** Opening Records to use block **
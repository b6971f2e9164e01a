//! Callbacks through which a [`Session`] reports traffic and failures.

use async_trait::async_trait;
use tracing::{debug, warn};

use super::{Session, SmsPromise};
use crate::{
    message::{Ack, AckType, Admin, Datagram, HeartBeat, Sms},
    transport::TransportError,
};

/// Receives session events.
///
/// Every method has a default that logs the event and otherwise ignores it,
/// so implementors override only what they care about. Callbacks run on the
/// task that observed the event; long-running work should be spawned.
///
/// # Examples
///
/// ```
/// use async_trait::async_trait;
/// use bearerbox::{
///     message::{Ack, AckType, Sms},
///     session::{Session, SessionHandler},
/// };
///
/// struct Inbox;
///
/// #[async_trait]
/// impl SessionHandler for Inbox {
///     async fn on_sms_received(&self, session: &Session, sms: Sms) {
///         println!("{:?}: {:?}", sms.sender, sms.msg_data);
///         if let Some(id) = sms.id {
///             let _ = session.send_ack(Ack::new(id, AckType::Failed)).await;
///         }
///     }
/// }
/// ```
#[async_trait]
pub trait SessionHandler: Send + Sync + 'static {
    /// The identify handshake was delivered.
    async fn on_session_ready(&self, session: &Session) {
        debug!(state = %session.state(), "session ready");
    }

    /// A request expired before its ack arrived.
    async fn on_request_expired(&self, request: Sms) {
        warn!(id = ?request.id, "ignoring request that expired unanswered");
    }

    /// An inbound frame could not be decoded. The session keeps running.
    async fn on_malformed_message(&self, error: TransportError) {
        warn!(%error, "ignoring malformed message");
    }

    /// The transport reported a failure that is not a malformed message.
    async fn on_unknown_error(&self, error: TransportError) {
        warn!(%error, "ignoring transport error");
    }

    /// The connection closed without the session being closed first.
    async fn on_connection_lost(&self) {
        warn!("ignoring unexpected connection loss");
    }

    /// An ack arrived for no request, or for one whose caller gave up.
    async fn on_unexpected_response(&self, ack: Ack) {
        warn!(id = %ack.id, response = ?ack.response, "ignoring unexpected ack");
    }

    /// An ack completed a request nobody is waiting on.
    async fn on_response_received(&self, promise: SmsPromise) {
        debug!(id = %promise.key(), response = ?promise.response(), "response received");
    }

    /// The gateway delivered an sms.
    ///
    /// The default acknowledges it as successfully handled.
    async fn on_sms_received(&self, session: &Session, sms: Sms) {
        let Some(id) = sms.id else {
            warn!("cannot acknowledge an sms without an id");
            return;
        };
        warn!(%id, "acknowledging unhandled sms as successful");
        if let Err(error) = session.send_ack(Ack::new(id, AckType::Success)).await {
            warn!(%error, %id, "failed to acknowledge sms");
        }
    }

    async fn on_admin_received(&self, _session: &Session, admin: Admin) {
        warn!(command = ?admin.command, "ignoring admin command");
    }

    async fn on_heartbeat_received(&self, _session: &Session, heartbeat: HeartBeat) {
        debug!(load = heartbeat.load, "ignoring heartbeat");
    }

    async fn on_datagram_received(&self, _session: &Session, datagram: Datagram) {
        warn!(source = ?datagram.source_address, "ignoring datagram");
    }
}

/// Handler relying entirely on the default behaviour.
#[derive(Clone, Copy, Debug, Default)]
pub struct DefaultSessionHandler;

#[async_trait]
impl SessionHandler for DefaultSessionHandler {}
** Closing Records to use block **
> Your objective: Every line above that contains the word "AckType" should be reported.

> Task solution:
    message::{Ack, AckType, Admin, Datagram, HeartBeat, Sms},
///     message::{Ack, AckType, Sms},
///             let _ = session.send_ack(Ack::new(id, AckType::Failed)).await;
        if let Err(error) = session.send_ack(Ack::new(id, AckType::Success)).await {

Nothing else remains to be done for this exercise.